=== SOURCE DATA ===
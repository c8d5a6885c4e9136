//! SQLite outbox repository.
//!
//! Timestamps are stored as integer milliseconds since the epoch. Table
//! names come from [`OutboxTableConfig`] so the dispatcher can point at
//! whatever tables the producing application owns.

use std::time::Duration;

use anyhow::Result;
use async_trait::async_trait;
use chrono::{DateTime, Utc};
use rb_common::{OutboxItem, OutboxItemType, OutboxStatus};
use sqlx::{Row, SqlitePool};
use tracing::{debug, info};

use crate::repository::{OutboxRepository, OutboxTableConfig};

const SELECT_COLUMNS: &str =
    "id, message_group, payload, status, retry_count, error_message, created_at, updated_at";

/// SQLite implementation of [`OutboxRepository`].
pub struct SqliteOutboxRepository {
    pool: SqlitePool,
    table_config: OutboxTableConfig,
}

impl SqliteOutboxRepository {
    pub fn new(pool: SqlitePool) -> Self {
        Self {
            pool,
            table_config: OutboxTableConfig::default(),
        }
    }

    pub fn with_config(pool: SqlitePool, table_config: OutboxTableConfig) -> Self {
        Self { pool, table_config }
    }

    pub fn pool(&self) -> &SqlitePool {
        &self.pool
    }

    /// Insert a row the way a producer would. Test and tooling helper; the
    /// dispatcher core itself never inserts.
    pub async fn insert(&self, item: &OutboxItem) -> Result<()> {
        let table = self.table_config.table_for_type(item.item_type);
        let query = format!(
            "INSERT INTO {} (id, type, message_group, payload, status, retry_count, error_message, created_at, updated_at) \
             VALUES (?, ?, ?, ?, ?, ?, ?, ?, ?)",
            table
        );

        sqlx::query(&query)
            .bind(&item.id)
            .bind(item.item_type.to_string())
            .bind(&item.message_group)
            .bind(&item.payload)
            .bind(item.status.code())
            .bind(item.retry_count)
            .bind(&item.error_message)
            .bind(item.created_at.timestamp_millis())
            .bind(item.updated_at.map(|t| t.timestamp_millis()))
            .execute(&self.pool)
            .await?;

        Ok(())
    }

    /// Placeholder list for an `IN (…)` clause.
    fn build_in_clause(count: usize) -> String {
        let placeholders: Vec<&str> = (0..count).map(|_| "?").collect();
        placeholders.join(", ")
    }

    fn parse_row(row: &sqlx::sqlite::SqliteRow, item_type: OutboxItemType) -> Result<OutboxItem> {
        let created_at_ts: i64 = row.get("created_at");
        let created_at = DateTime::from_timestamp_millis(created_at_ts)
            .ok_or_else(|| anyhow::anyhow!("Invalid created_at timestamp"))?;

        let updated_at_ts: Option<i64> = row.try_get("updated_at").ok();
        let updated_at = updated_at_ts.and_then(DateTime::from_timestamp_millis);

        let status_code: i32 = row.get("status");

        Ok(OutboxItem {
            id: row.get("id"),
            item_type,
            message_group: row.try_get("message_group").ok(),
            payload: row.get("payload"),
            status: OutboxStatus::from_code(status_code),
            retry_count: row.get::<i32, _>("retry_count"),
            error_message: row.try_get("error_message").ok().flatten(),
            created_at,
            updated_at,
        })
    }

    async fn fetch_items(&self, query: String, item_type: OutboxItemType) -> Result<Vec<OutboxItem>> {
        let rows = sqlx::query(&query).fetch_all(&self.pool).await?;
        let mut items = Vec::with_capacity(rows.len());
        for row in &rows {
            items.push(Self::parse_row(row, item_type)?);
        }
        Ok(items)
    }

    async fn set_status(
        &self,
        item_type: OutboxItemType,
        ids: Vec<String>,
        status: OutboxStatus,
        error_message: Option<String>,
    ) -> Result<()> {
        if ids.is_empty() {
            return Ok(());
        }

        let table = self.table_config.table_for_type(item_type);
        let now = Utc::now().timestamp_millis();
        let in_clause = Self::build_in_clause(ids.len());

        let query = format!(
            "UPDATE {} SET status = ?, error_message = ?, updated_at = ? WHERE id IN ({})",
            table, in_clause
        );

        let mut q = sqlx::query(&query)
            .bind(status.code())
            .bind(&error_message)
            .bind(now);
        for id in &ids {
            q = q.bind(id);
        }
        q.execute(&self.pool).await?;

        debug!(table = %table, status = ?status, count = ids.len(), "Marked items with status");
        Ok(())
    }
}

#[async_trait]
impl OutboxRepository for SqliteOutboxRepository {
    async fn fetch_pending(&self, item_type: OutboxItemType, limit: u32) -> Result<Vec<OutboxItem>> {
        let table = self.table_config.table_for_type(item_type);
        // The id tiebreaker keeps same-millisecond rows in insertion order:
        // ids are lexicographically time-ordered.
        let query = format!(
            "SELECT {} FROM {} WHERE status = {} ORDER BY message_group, created_at, id LIMIT {}",
            SELECT_COLUMNS,
            table,
            OutboxStatus::Pending.code(),
            limit
        );

        let items = self.fetch_items(query, item_type).await?;
        debug!(table = %table, count = items.len(), "Fetched pending items");
        Ok(items)
    }

    async fn mark_in_progress(&self, item_type: OutboxItemType, ids: Vec<String>) -> Result<()> {
        if ids.is_empty() {
            return Ok(());
        }

        let table = self.table_config.table_for_type(item_type);
        let now = Utc::now().timestamp_millis();
        let in_clause = Self::build_in_clause(ids.len());

        // Gated on PENDING: redundant under the single-leader invariant but
        // cheap, and it keeps a misconfigured second poller from stealing
        // rows mid-flight.
        let query = format!(
            "UPDATE {} SET status = ?, updated_at = ? WHERE id IN ({}) AND status = ?",
            table, in_clause
        );

        let mut q = sqlx::query(&query)
            .bind(OutboxStatus::InProgress.code())
            .bind(now);
        for id in &ids {
            q = q.bind(id);
        }
        q = q.bind(OutboxStatus::Pending.code());
        q.execute(&self.pool).await?;

        debug!(table = %table, count = ids.len(), "Marked items as in progress");
        Ok(())
    }

    async fn mark_with_status(
        &self,
        item_type: OutboxItemType,
        ids: Vec<String>,
        status: OutboxStatus,
    ) -> Result<()> {
        self.set_status(item_type, ids, status, None).await
    }

    async fn mark_with_status_and_error(
        &self,
        item_type: OutboxItemType,
        ids: Vec<String>,
        status: OutboxStatus,
        error_message: String,
    ) -> Result<()> {
        self.set_status(item_type, ids, status, Some(error_message))
            .await
    }

    async fn fetch_stuck_items(&self, item_type: OutboxItemType) -> Result<Vec<OutboxItem>> {
        let table = self.table_config.table_for_type(item_type);
        let query = format!(
            "SELECT {} FROM {} WHERE status = {} ORDER BY created_at",
            SELECT_COLUMNS,
            table,
            OutboxStatus::InProgress.code()
        );
        self.fetch_items(query, item_type).await
    }

    async fn reset_stuck_items(&self, item_type: OutboxItemType, ids: Vec<String>) -> Result<()> {
        self.reset_recoverable_items(item_type, ids).await
    }

    async fn fetch_recoverable_items(
        &self,
        item_type: OutboxItemType,
        timeout: Duration,
        limit: u32,
    ) -> Result<Vec<OutboxItem>> {
        let table = self.table_config.table_for_type(item_type);
        let cutoff = Utc::now().timestamp_millis() - timeout.as_millis() as i64;
        let codes = OutboxStatus::recoverable_codes()
            .map(|c| c.to_string())
            .join(", ");

        let query = format!(
            "SELECT {} FROM {} WHERE status IN ({}) AND updated_at < {} ORDER BY created_at LIMIT {}",
            SELECT_COLUMNS, table, codes, cutoff, limit
        );
        self.fetch_items(query, item_type).await
    }

    async fn reset_recoverable_items(
        &self,
        item_type: OutboxItemType,
        ids: Vec<String>,
    ) -> Result<()> {
        if ids.is_empty() {
            return Ok(());
        }

        let table = self.table_config.table_for_type(item_type);
        let now = Utc::now().timestamp_millis();
        let in_clause = Self::build_in_clause(ids.len());

        let query = format!(
            "UPDATE {} SET status = ?, updated_at = ? WHERE id IN ({})",
            table, in_clause
        );

        let mut q = sqlx::query(&query)
            .bind(OutboxStatus::Pending.code())
            .bind(now);
        for id in &ids {
            q = q.bind(id);
        }
        q.execute(&self.pool).await?;

        info!(table = %table, count = ids.len(), "Reset items to pending");
        Ok(())
    }

    async fn increment_retry_count(
        &self,
        item_type: OutboxItemType,
        ids: Vec<String>,
    ) -> Result<()> {
        if ids.is_empty() {
            return Ok(());
        }

        let table = self.table_config.table_for_type(item_type);
        let now = Utc::now().timestamp_millis();
        let in_clause = Self::build_in_clause(ids.len());

        let query = format!(
            "UPDATE {} SET retry_count = retry_count + 1, status = ?, updated_at = ? WHERE id IN ({})",
            table, in_clause
        );

        let mut q = sqlx::query(&query)
            .bind(OutboxStatus::Pending.code())
            .bind(now);
        for id in &ids {
            q = q.bind(id);
        }
        q.execute(&self.pool).await?;

        debug!(table = %table, count = ids.len(), "Incremented retry count and reset to pending");
        Ok(())
    }

    async fn count_pending(&self, item_type: OutboxItemType) -> Result<u64> {
        let table = self.table_config.table_for_type(item_type);
        let query = format!(
            "SELECT COUNT(*) AS cnt FROM {} WHERE status = {}",
            table,
            OutboxStatus::Pending.code()
        );
        let row = sqlx::query(&query).fetch_one(&self.pool).await?;
        let count: i64 = row.get("cnt");
        Ok(count as u64)
    }

    async fn create_schema(&self) -> Result<()> {
        for table in [
            self.table_config.events_table.clone(),
            self.table_config.dispatch_jobs_table.clone(),
        ] {
            let create = format!(
                r#"CREATE TABLE IF NOT EXISTS {} (
                    id TEXT PRIMARY KEY,
                    type TEXT NOT NULL,
                    message_group TEXT,
                    payload TEXT NOT NULL,
                    status INTEGER NOT NULL DEFAULT 0,
                    retry_count INTEGER NOT NULL DEFAULT 0,
                    error_message TEXT,
                    created_at INTEGER NOT NULL,
                    updated_at INTEGER
                )"#,
                table
            );
            sqlx::query(&create).execute(&self.pool).await?;

            let index_name = table.replace('.', "_");
            // Poll query: status, group, commit order.
            let poll_index = format!(
                "CREATE INDEX IF NOT EXISTS idx_{}_poll ON {}(status, message_group, created_at)",
                index_name, table
            );
            sqlx::query(&poll_index).execute(&self.pool).await?;

            // Recovery scan: status, age.
            let recovery_index = format!(
                "CREATE INDEX IF NOT EXISTS idx_{}_recovery ON {}(status, created_at)",
                index_name, table
            );
            sqlx::query(&recovery_index).execute(&self.pool).await?;
        }

        info!(
            events_table = %self.table_config.events_table,
            dispatch_jobs_table = %self.table_config.dispatch_jobs_table,
            "Initialized SQLite outbox schema"
        );

        Ok(())
    }

    fn table_name(&self, item_type: OutboxItemType) -> &str {
        self.table_config.table_for_type(item_type)
    }
}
===
* PROBLEM STATEMENT
Reproduce verbatim only the lines from the one holding "sqlx::query(&recovery_index).execute(&self.pool).await?;" through the end of the records.

* SOLUTION TO THE PROBLEM
            sqlx::query(&recovery_index).execute(&self.pool).await?;
        }

        info!(
            events_table = %self.table_config.events_table,
            dispatch_jobs_table = %self.table_config.dispatch_jobs_table,
            "Initialized SQLite outbox schema"
        );

        Ok(())
    }

    fn table_name(&self, item_type: OutboxItemType) -> &str {
        self.table_config.table_for_type(item_type)
    }
}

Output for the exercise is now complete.